GB: Not really. As Qliance, we are truly caregivers and our model dramatically improves their (insurers’) ability to compete. We are NOT taking their money. In fact, we enable them to reduce downstream costs. Our patients have a primary care core via Qliance, with a wrap-around of a high-deductible insurance policy. Through better primary care, Qliance can cut total costs by 20%. The insurers can reduce premium costs by 15% and still make an additional 5% while improving marketability and increasing market share. So it really can be a win-win for all.
HPC: So, the insurers are interested in reducing their premiums now? That’s a switch!
GB: Well, historically, they made money when the costs went up. They didn’t have incentive to control costs—so long as they were able to keep passing the increases on to the payors. What other industry could continue to support uncontrolled costs like the insurance system did? As long as the prices kept going up, they could increase profitability. So they actually tried to maintain the bubble, which is not unlike the housing bubble.
But the days in which insurers can just pass along the costs are over. In many parts of the country, things are already changing. The plans are desperate to get the primary care episodes out of the emergency rooms, where an alarming amount of primary care is now going on. But there are no primary care doctors to take care of the people, because reimbursement was so low that it ceased to attract people. So the insurers have painted themselves into a corner. We offer them a way out.
Like everyone else living in a bubble, the insurers—and everyone who was benefiting from insurance-based medicine–wanted to believe it would go on forever. But it will not go on forever. The bubble is about to pop, and they know it. It’s very similar to the housing and financial bubbles. The last bubble to go will be the health care bubble, and it’s going to be a big one.
HPC: And that’s good for primary care?
GB: At some point, there will be a pole reversal, where those higher prices that used to translate into more revenue for insurers, become higher costs that the hospitals and insurers will have to bear.
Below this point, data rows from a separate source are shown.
//! Scenario: migrations apply cleanly and are idempotent.
//!
//! A second `migrate()` against an already-migrated file must be a no-op, and
//! `status()` must report schema presence either way.

use tempfile::TempDir;

async fn make_pool() -> anyhow::Result<(TempDir, sqlx::SqlitePool)> {
    let dir = tempfile::tempdir()?;
    let pool = tdk_db::connect(&dir.path().join("pipeline.db")).await?;
    Ok((dir, pool))
}

#[tokio::test]
async fn migrate_twice_is_a_noop() -> anyhow::Result<()> {
    let (_dir, pool) = make_pool().await?;

    let before = tdk_db::status(&pool).await?;
    assert!(before.ok);
    assert!(!before.has_schema, "fresh file must not have the schema yet");

    tdk_db::migrate(&pool).await?;
    tdk_db::migrate(&pool).await?;

    let after = tdk_db::status(&pool).await?;
    assert!(after.ok);
    assert!(after.has_schema);
    Ok(())
}

#[tokio::test]
async fn core_tables_exist_after_migrate() -> anyhow::Result<()> {
    let (_dir, pool) = make_pool().await?;
    tdk_db::migrate(&pool).await?;

    for table in [
        "equities",
        "watchlist",
        "groups",
        "group_members",
        "notification_recipients",
        "transcripts",
        "transcript_events",
        "fetch_schedule",
        "queue_messages",
        "queue_dead_letters",
        "analysis_jobs",
        "transcript_analyses",
        "email_outbox",
        "group_research_runs",
    ] {
        let (exists,): (bool,) = sqlx::query_as(
            "select exists (select 1 from sqlite_master where type = 'table' and name = ?1)",
        )
        .bind(table)
        .fetch_one(&pool)
        .await?;
        assert!(exists, "table {table} must exist after migrate");
    }
    Ok(())
}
When that happens, the incentives will change. They know this is coming. So they’re going to have big incentives to save money and cut costs. Good, comprehensive primary care can do that—keep people healthy, save money, and cut costs.
HPC: Where does the holistic/integrative medicine movement fit into the picture?
GB: Holistic care has been protected from much of the undesirable impact of insurance because by and large it hasn’t been covered by insurance. When the various holistic practitioner groups tried to seek out insurance coverage, I was very, very concerned. Having lived through what insurance did to conventional primary care, I was deeply concerned that this (insurance coverage) could be the beginning of the end of what’s best about holistic care.
Qliance definitely likes holistic health care, but we believe that this sector really needs to go through the “learn it, master it, manage it” curve for itself. We certainly refer our patients to “alternative” caregivers as part of our referral networks, but we don’t have them on salary at our clinics at this point.
The issue for us will be, simply, “Does it work, and can you prove it?” Do the doctors who do all the holistic stuff really get better outcomes? Fewer side effects? Happier patients? Qliance is nothing if not experimental, so we are open to trying a lot of things. But we are also committed to measuring outcomes to find out if what we are doing really helps people. That’s true across the board, for all kinds of care.